Data from key clinical trials are shaping treatment strategies for early-stage HER2-positive breast cancer, with a focus on optimizing HER2-targeted therapies in both neoadjuvant and adjuvant settings. These findings, highlighted at an OncLive State of the Science Summit™ (SOSS) on breast cancer, emphasize the importance of personalized treatment approaches based on individual patient and disease characteristics.
Neoadjuvant Therapy and Pathologic Complete Response
For patients with stage II/III HER2-positive breast cancer, neoadjuvant HER2-targeted therapy is now a standard of care. Pivotal studies, such as the NeoSphere (NCT00545688) and TRYPHAENA (NCT00976989) trials, have evaluated the combination of trastuzumab and pertuzumab with taxanes, with or without carboplatin. The NeoSphere trial was particularly significant as it led to the FDA approval of pertuzumab in the neoadjuvant setting based on pCR as the primary endpoint. In the NeoSphere trial, patients were randomized to receive docetaxel and trastuzumab, docetaxel, trastuzumab, and pertuzumab, trastuzumab and pertuzumab without chemotherapy, or docetaxel and pertuzumab. The pCR rate was highest in the docetaxel, trastuzumab, and pertuzumab arm.

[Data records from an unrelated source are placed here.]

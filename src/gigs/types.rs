use crate::storage::records::{PostId, PostStatus};
use serde::{Deserialize, Serialize};

/// Query-string parameters exactly as received.
///
/// Everything stays a string so malformed numbers can be coerced instead of
/// rejected; see `FilterRequest::from_params`.
#[derive(Debug, Clone, Default, Serialize, Deserialize)]
pub struct GigSearchParams {
    pub venue_name: Option<String>,
    pub country: Option<String>,
    pub city: Option<String>,
    pub keyword: Option<String>,
    pub page: Option<String>,
    pub per_page: Option<String>,
}

/// A normalized search request. Build one with `FilterRequest::from_params`
/// or start from `FilterRequest::default()`.
#[derive(Debug, Clone, PartialEq, Eq)]
pub struct FilterRequest {
    pub venue_name: Option<String>,
    pub country: Option<String>,
    pub city: Option<String>,
    pub keyword: Option<String>,
    pub page: u32,
    pub per_page: u32,
}

#[derive(Debug, Clone, Serialize, Deserialize, PartialEq, Eq)]
pub struct Rendered {
    pub rendered: String,
}

#[derive(Debug, Clone, Serialize, Deserialize, PartialEq, Eq)]
pub struct RenderedContent {
    pub rendered: String,
    pub protected: bool,
}

#[derive(Debug, Clone, Serialize, Deserialize, PartialEq, Eq)]
pub struct ShapedAttributes {
    pub venue_name: Option<String>,
    pub city: Option<String>,
    pub country: Option<String>,
    pub songs: Vec<PostId>,
}

/// Public representation of a gig, as returned to API clients.
#[derive(Debug, Clone, Serialize, Deserialize, PartialEq, Eq)]
pub struct ShapedGig {
    pub id: PostId,
    pub date: String,
    pub slug: String,
    pub status: PostStatus,
    #[serde(rename = "type")]
    pub post_type: String,
    pub link: String,
    pub title: Rendered,
    pub content: RenderedContent,
    pub excerpt: RenderedContent,
    pub acf: ShapedAttributes,
}

/// One page of search results.
///
/// `total_count` and `total_pages` come from the store query and are not
/// adjusted when the keyword pass drops records, so `items` may be shorter
/// than the counts imply.
#[derive(Debug, Clone, PartialEq, Eq)]
pub struct ResultPage {
    pub items: Vec<ShapedGig>,
    pub total_count: u64,
    pub total_pages: u64,
}
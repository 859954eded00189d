//! Storage Protocol
//!
//! The interface the search service consumes from the record store: the
//! query shape, the page it gets back, and the typed attribute accessor.
//!
//! Any backend implementing [`GigStore`] and [`AttributeAccessor`] can sit
//! behind the search service; [`super::memory::MemoryStore`] is the bundled one.

use super::records::{GigRecord, MetaKey, PostId, PostStatus, SongRecord};
use async_trait::async_trait;
use serde::{Deserialize, Serialize};
use thiserror::Error;

// --- Query ---

/// A single structured filter: the attribute must contain `value`,
/// case-insensitively. Records lacking the attribute never match.
#[derive(Debug, Clone, Serialize, Deserialize, PartialEq, Eq)]
pub struct MetaClause {
    pub key: MetaKey,
    pub value: String,
}

/// Structured filters combined with logical AND.
///
/// An empty query matches every record.
#[derive(Debug, Clone, Default, Serialize, Deserialize, PartialEq, Eq)]
pub struct MetaQuery {
    pub clauses: Vec<MetaClause>,
}

impl MetaQuery {
    pub fn is_empty(&self) -> bool {
        self.clauses.is_empty()
    }

    pub fn len(&self) -> usize {
        self.clauses.len()
    }
}

/// One query against the gig collection.
#[derive(Debug, Clone, Serialize, Deserialize, PartialEq, Eq)]
pub struct StoreQuery {
    pub status: PostStatus,
    pub meta_query: MetaQuery,
    /// Native full-text term over title, excerpt and content.
    pub search: Option<String>,
    /// 1-based.
    pub page: u32,
    pub per_page: u32,
}

/// One page of query results.
///
/// `total_count` and `total_pages` describe the whole filtered set, not just
/// `records`.
#[derive(Debug, Clone, Default, PartialEq, Eq)]
pub struct StorePage {
    pub records: Vec<GigRecord>,
    pub total_count: u64,
    pub total_pages: u64,
}

// --- Errors ---

#[derive(Debug, Error)]
pub enum StoreError {
    #[error("invalid query argument: {0}")]
    InvalidArgument(String),
    #[error("storage error: {0}")]
    Backend(String),
}

/// Failure to resolve a record's attribute. Callers treat it as "absent".
#[derive(Debug, Error, PartialEq, Eq)]
pub enum AttributeError {
    #[error("record {0} not found")]
    RecordNotFound(PostId),
}

// --- Ports ---

#[async_trait]
pub trait GigStore: Send + Sync {
    /// Runs `query` over gig records and returns the requested page.
    async fn query_gigs(&self, query: &StoreQuery) -> Result<StorePage, StoreError>;
}

#[async_trait]
pub trait AttributeAccessor: Send + Sync {
    /// Reads a textual attribute. `Ok(None)` when the record does not set it.
    async fn text_attribute(
        &self,
        record: PostId,
        key: MetaKey,
    ) -> Result<Option<String>, AttributeError>;

    /// Resolves the record's song references to concrete songs, in order.
    /// References to songs that no longer exist are skipped.
    async fn songs(&self, record: PostId) -> Result<Vec<SongRecord>, AttributeError>;
}
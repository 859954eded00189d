//! Gig Search Library
//!
//! This library crate defines the modules behind the gig search API.
//! It serves as the foundation for the binary executable (`main.rs`).
//!
//! ## Architecture Modules
//! - **`gigs`**: The search service. Turns query parameters into a store query,
//!   re-filters keyword results in memory, shapes records and serves them over HTTP
//!   with pagination headers.
//! - **`storage`**: The record store. Defines the query and attribute-lookup
//!   interfaces and an in-memory implementation seeded from JSON.
//! - **`config`**: Command-line and environment configuration.

pub mod config;
pub mod gigs;
pub mod storage;
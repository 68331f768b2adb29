//! Cheap approximations traded for accuracy in the per-step hot path.
//!
//! Each primitive here has a documented error bound; callers that need the
//! exact value should use the std equivalent instead.

/// Magic constant of the classic single-precision inverse square root.
const INV_SQRT_MAGIC: u32 = 0x5f37_59df;

/// Reinterprets the bits of `x`, applies the magic-constant estimate and one
/// Newton-Raphson refinement.
///
/// Relative error stays below 0.18 % for every positive normal input.
/// Non-positive input yields garbage; callers guarantee `x > 0`.
#[inline]
pub fn fast_inv_sqrt(x: f32) -> f32 {
    let estimate = f32::from_bits(INV_SQRT_MAGIC.wrapping_sub(x.to_bits() >> 1));
    estimate * (1.5 - 0.5 * x * estimate * estimate)
}

/// Third-order Taylor approximation of `sin(x)`.
///
/// Only meaningful on `[0, π/2]`: the relative error is 7.5 % at π/2,
/// 1.2 % at π/3 and 0.35 % at π/4, and it falls off quickly below that.
#[inline]
pub fn fast_sin(x: f64) -> f64 {
    x - x * x * x / 6.0
}
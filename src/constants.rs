/// Physical constants used by the atmosphere, geodesy and descent models

/// Mean Earth radius (m)
pub const EARTH_RADIUS_M: f64 = 6_371_009.0;

/// Length of one degree of arc on the Earth's surface (m)
///
/// Value: 2π · 6371009 / 360, rounded to the metre.
pub const METERS_PER_DEGREE: f64 = 111_195.0;

/// Offset between Celsius temperatures and the absolute scale used by the
/// barometric band formulas
///
/// Note: the band formulas were fitted with 273.1, not 273.15. Keep them
/// consistent with each other rather than with the SI definition.
pub const CELSIUS_OFFSET: f64 = 273.1;

/// Specific gas constant for dry air in kJ/(kg·K)
///
/// Pressures are carried in kPa, so density = p / (R · T) comes out in kg/m³.
pub const R_SPECIFIC_AIR: f64 = 0.2869;

/// Conversion factor: kilopascal to hectopascal
pub const KPA_TO_HPA: f64 = 10.0;

/// Seconds per hour
pub const SECONDS_PER_HOUR: f64 = 3600.0;

/// Payload descent rate at ground level (m/s)
pub const GROUND_DESCENT_RATE_MPS: f64 = 4.8;

/// Air density the ground descent rate was measured at (kg/m³)
pub const GROUND_AIR_DENSITY: f64 = 1.226614;

// Modelled atmosphere envelope

/// Lowest altitude handled by the barometric model (m)
pub const MIN_MODEL_ALTITUDE_M: f64 = 0.0;

/// Highest altitude handled by the barometric model (m)
pub const MAX_MODEL_ALTITUDE_M: f64 = 50_000.0;

/// Altitude of the troposphere / lower stratosphere band boundary (m)
pub const TROPOPAUSE_ALTITUDE_M: f64 = 11_000.0;

/// Altitude of the lower / upper stratosphere band boundary (m)
pub const UPPER_STRATOSPHERE_ALTITUDE_M: f64 = 25_000.0;

/// Band boundary pressure used to select the inverse formula (kPa)
pub const TROPOPAUSE_PRESSURE_KPA: f64 = 22.65;

/// Band boundary pressure used to select the inverse formula (kPa)
pub const UPPER_STRATOSPHERE_PRESSURE_KPA: f64 = 2.488;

Tailoring Chemotherapy and Antibody Delivery
While docetaxel has been commonly used in clinical trials, weekly paclitaxel can also be used with similar results. The method of delivering anti-HER2 antibodies, whether intravenously (IV) or subcutaneously, does not significantly impact efficacy. The FeDeriCa trial compared IV trastuzumab and pertuzumab to a subcutaneous formulation (Phesgo) and found similar pharmacokinetics and pCR rates. The PHranceSCa trial (NCT03674112) further demonstrated that most patients preferred the subcutaneous formulation after experiencing both options.

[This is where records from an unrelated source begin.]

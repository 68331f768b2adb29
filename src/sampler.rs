//! Reads the 2x2x2x2 wind neighbourhood of a grid cell.
//!
//! Cube entries are ordered `lon + 2·lat + 4·level + 8·time`, i.e. axis 0
//! fastest, which is what [`nlerp`](crate::interpolation::nlerp) expects.
//! Longitude is the fastest axis on disk for every layout, so the two
//! longitude neighbours are one 8-byte read.

use crate::dataset::{PositionedRead, ELEMENT_SIZE};
use crate::error::{GridAxis, PredictorError, Result};
use crate::grid::{AxisLayout, GridCell, GridParams};

/// Number of corners of a 4-D sampling cell.
pub const CUBE_SIZE: usize = 16;

/// Variable index of the zonal (eastward) wind component.
pub const U_COMPONENT: usize = 0;
/// Variable index of the meridional (northward) wind component.
pub const V_COMPONENT: usize = 1;

/// Wind samples at the 16 corners of a cell (m/s).
#[derive(Debug, Clone, Copy, PartialEq)]
pub struct WindCubes {
    pub u: [f64; CUBE_SIZE],
    pub v: [f64; CUBE_SIZE],
}

/// Flat element index of a grid point.
#[derive(Debug, Clone, Copy, PartialEq, Eq)]
pub struct GridPoint {
    pub x: usize,
    pub y: usize,
    pub z: usize,
    pub t: usize,
    pub var: usize,
}

impl AxisLayout {
    /// Flat element index of `point` in a dataset described by `grid`.
    pub fn element_index(self, point: GridPoint, grid: &GridParams) -> u64 {
        match self {
            AxisLayout::LonLatTimeLevel => time_before_level_index(point, grid),
            AxisLayout::LonLatLevelTime => level_before_time_index(point, grid),
        }
    }
}

fn time_before_level_index(p: GridPoint, g: &GridParams) -> u64 {
    let (nx, ny, nt, nz) = (
        g.lng_points as u64,
        g.lat_points as u64,
        g.time_points as u64,
        g.alt_points as u64,
    );
    p.x as u64 + nx * (p.y as u64 + ny * (p.t as u64 + nt * (p.z as u64 + nz * p.var as u64)))
}

fn level_before_time_index(p: GridPoint, g: &GridParams) -> u64 {
    let (nx, ny, nz, nt) = (
        g.lng_points as u64,
        g.lat_points as u64,
        g.alt_points as u64,
        g.time_points as u64,
    );
    p.x as u64 + nx * (p.y as u64 + ny * (p.z as u64 + nz * (p.t as u64 + nt * p.var as u64)))
}

fn check_cell(cell: &GridCell, grid: &GridParams) -> Result<()> {
    for (axis, index, points) in [
        (GridAxis::Longitude, cell.x, grid.lng_points),
        (GridAxis::Latitude, cell.y, grid.lat_points),
        (GridAxis::Altitude, cell.z, grid.alt_points),
        (GridAxis::Time, cell.t, grid.time_points),
    ] {
        if index + 2 > points {
            return Err(PredictorError::OutOfRangeGridCoordinate {
                axis,
                coordinate: index as f64,
                max: points.saturating_sub(2) as f64,
            });
        }
    }
    Ok(())
}

fn read_pair<R: PositionedRead + ?Sized>(source: &R, element: u64) -> Result<[f64; 2]> {
    let offset = element * ELEMENT_SIZE;
    let mut buf = [0u8; 8];
    source
        .read_exact_at(&mut buf, offset)
        .map_err(|source| PredictorError::DataSource { offset, source })?;
    Ok([
        f32::from_le_bytes([buf[0], buf[1], buf[2], buf[3]]) as f64,
        f32::from_le_bytes([buf[4], buf[5], buf[6], buf[7]]) as f64,
    ])
}

/// Reads u and v at the 16 corners of `cell`.
///
/// `cell` must satisfy `index <= points - 2` on every axis; violations are
/// rejected before any read is issued.
pub fn sample<R: PositionedRead + ?Sized>(
    source: &R,
    cell: GridCell,
    grid: &GridParams,
) -> Result<WindCubes> {
    check_cell(&cell, grid)?;
    let layout = grid.model.layout();

    let mut cubes = WindCubes {
        u: [0.0; CUBE_SIZE],
        v: [0.0; CUBE_SIZE],
    };
    for time in 0..2 {
        for level in 0..2 {
            for lat in 0..2 {
                let slot = 2 * (lat + 2 * (level + 2 * time));
                let corner = |var| GridPoint {
                    x: cell.x,
                    y: cell.y + lat,
                    z: cell.z + level,
                    t: cell.t + time,
                    var,
                };

                let u = read_pair(source, layout.element_index(corner(U_COMPONENT), grid))?;
                let v = read_pair(source, layout.element_index(corner(V_COMPONENT), grid))?;
                cubes.u[slot..slot + 2].copy_from_slice(&u);
                cubes.v[slot..slot + 2].copy_from_slice(&v);
            }
        }
    }
    Ok(cubes)
}

#[cfg(test)]
mod tests {
    use super::*;
    use crate::dataset::MemoryDataset;
    use crate::grid::ModelVariant;
    use std::io;

    fn small_grid(model: ModelVariant) -> GridParams {
        GridParams {
            west: 0.0,
            south: 0.0,
            lng_points: 4,
            lat_points: 3,
            alt_points: 5,
            time_points: 2,
            var_points: 2,
            lng_angle: 1.0,
            lat_angle: 1.0,
            fcst_interval: 1.0,
            pressure_levels: vec![200.0, 400.0, 600.0, 800.0, 1000.0],
            model,
        }
    }

    /// Encodes the coordinates of each point as x + 10y + 100z + 1000t + 10000var.
    fn coded_value(p: GridPoint) -> f32 {
        (p.x + 10 * p.y + 100 * p.z + 1000 * p.t + 10000 * p.var) as f32
    }

    fn coded_dataset(grid: &GridParams, order: [usize; 5]) -> MemoryDataset {
        // order lists the point counts fastest axis first, mapping to (x, y, a, b, var)
        let dims = order;
        let mut values = vec![0.0f32; grid.element_count() as usize];
        for (i, value) in values.iter_mut().enumerate() {
            let mut rest = i;
            let mut idx = [0usize; 5];
            for (k, &n) in dims.iter().enumerate() {
                idx[k] = rest % n;
                rest /= n;
            }
            let point = match grid.model.layout() {
                AxisLayout::LonLatTimeLevel => GridPoint { x: idx[0], y: idx[1], t: idx[2], z: idx[3], var: idx[4] },
                AxisLayout::LonLatLevelTime => GridPoint { x: idx[0], y: idx[1], z: idx[2], t: idx[3], var: idx[4] },
            };
            *value = coded_value(point);
        }
        MemoryDataset::from_values(&values)
    }

    fn expected_cube(cell: GridCell, var: usize) -> [f64; CUBE_SIZE] {
        let mut cube = [0.0; CUBE_SIZE];
        for (i, slot) in cube.iter_mut().enumerate() {
            *slot = coded_value(GridPoint {
                x: cell.x + (i & 1),
                y: cell.y + ((i >> 1) & 1),
                z: cell.z + ((i >> 2) & 1),
                t: cell.t + ((i >> 3) & 1),
                var,
            }) as f64;
        }
        cube
    }

    #[test]
    fn test_time_before_level_layout() {
        let grid = small_grid(ModelVariant::Arpege);
        let dataset = coded_dataset(&grid, [4, 3, 2, 5, 2]);
        let cell = GridCell { x: 2, y: 1, z: 3, t: 0 };

        let cubes = sample(&dataset, cell, &grid).unwrap();
        assert_eq!(cubes.u, expected_cube(cell, U_COMPONENT));
        assert_eq!(cubes.v, expected_cube(cell, V_COMPONENT));
    }

    #[test]
    fn test_level_before_time_layout() {
        let grid = small_grid(ModelVariant::Arome);
        let dataset = coded_dataset(&grid, [4, 3, 5, 2, 2]);
        let cell = GridCell { x: 0, y: 0, z: 2, t: 0 };

        let cubes = sample(&dataset, cell, &grid).unwrap();
        assert_eq!(cubes.u, expected_cube(cell, U_COMPONENT));
        assert_eq!(cubes.v, expected_cube(cell, V_COMPONENT));
    }

    #[test]
    fn test_layouts_are_not_interchangeable() {
        let grid = small_grid(ModelVariant::Arome);
        let dataset = coded_dataset(&grid, [4, 3, 5, 2, 2]);
        let cell = GridCell { x: 1, y: 1, z: 1, t: 0 };

        let mut wrong = grid.clone();
        wrong.model = ModelVariant::Arpege;
        let cubes = sample(&dataset, cell, &wrong).unwrap();
        assert_ne!(cubes.u, expected_cube(cell, U_COMPONENT));
    }

    #[test]
    fn test_element_index_formulas() {
        let grid = small_grid(ModelVariant::Arpege);
        let point = GridPoint { x: 1, y: 2, z: 3, t: 1, var: 1 };
        // x + 4 (y + 3 (t + 2 (z + 5 var)))
        assert_eq!(AxisLayout::LonLatTimeLevel.element_index(point, &grid), 1 + 4 * (2 + 3 * (1 + 2 * (3 + 5))));
        // x + 4 (y + 3 (z + 5 (t + 2 var)))
        assert_eq!(AxisLayout::LonLatLevelTime.element_index(point, &grid), 1 + 4 * (2 + 3 * (3 + 5 * (1 + 2))));
    }

    #[test]
    fn test_rejects_cell_on_last_grid_line() {
        let grid = small_grid(ModelVariant::Arpege);
        let dataset = coded_dataset(&grid, [4, 3, 2, 5, 2]);
        let cell = GridCell { x: 3, y: 0, z: 0, t: 0 };
        assert!(matches!(
            sample(&dataset, cell, &grid),
            Err(PredictorError::OutOfRangeGridCoordinate { axis: GridAxis::Longitude, .. })
        ));
    }

    #[test]
    fn test_short_dataset_is_data_source_failure() {
        let grid = small_grid(ModelVariant::Arome);
        let dataset = MemoryDataset::from_values(&[0.0; 10]);
        let cell = GridCell { x: 0, y: 0, z: 0, t: 0 };
        match sample(&dataset, cell, &grid) {
            Err(PredictorError::DataSource { source, .. }) => {
                assert_eq!(source.kind(), io::ErrorKind::UnexpectedEof)
            }
            other => panic!("expected data source failure, got {other:?}"),
        }
    }
}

Adjuvant Therapy and the Role of T-DM1
For patients with residual disease after neoadjuvant therapy, the KATHERINE trial (NCT01772472) established ado-trastuzumab emtansine (T-DM1; Kadcyla) as the standard of care. Patients in the trial were randomized to T-DM1 or trastuzumab, and those receiving T-DM1 had significantly improved disease-free survival (DFS) and overall survival (OS). An update presented at the 2023 San Antonio Breast Cancer Symposium showed a continued improvement in 7-year invasive DFS and OS with T-DM1 compared to trastuzumab in the adjuvant setting.
De-escalation and Escalation Strategies
Ongoing clinical trials are exploring strategies to de-escalate therapy for patients at lower risk of recurrence, such as administering anti-HER2 antibodies without chemotherapy or in combination with hormone therapy for ER-positive tumors. Conversely, trials are also investigating the escalation of therapy for patients with residual disease, including the addition of new drugs like tucatinib and fam-trastuzumab deruxtecan-nxki (Enhertu; T-DXd).
Impact on Clinical Practice
The evolving landscape of HER2-positive breast cancer treatment is marked by personalized approaches that consider disease stage, patient risk factors, and response to neoadjuvant therapy. The integration of HER2-targeted therapies, along with strategic de-escalation or escalation based on individual patient profiles, is driving improvements in outcomes for this patient population.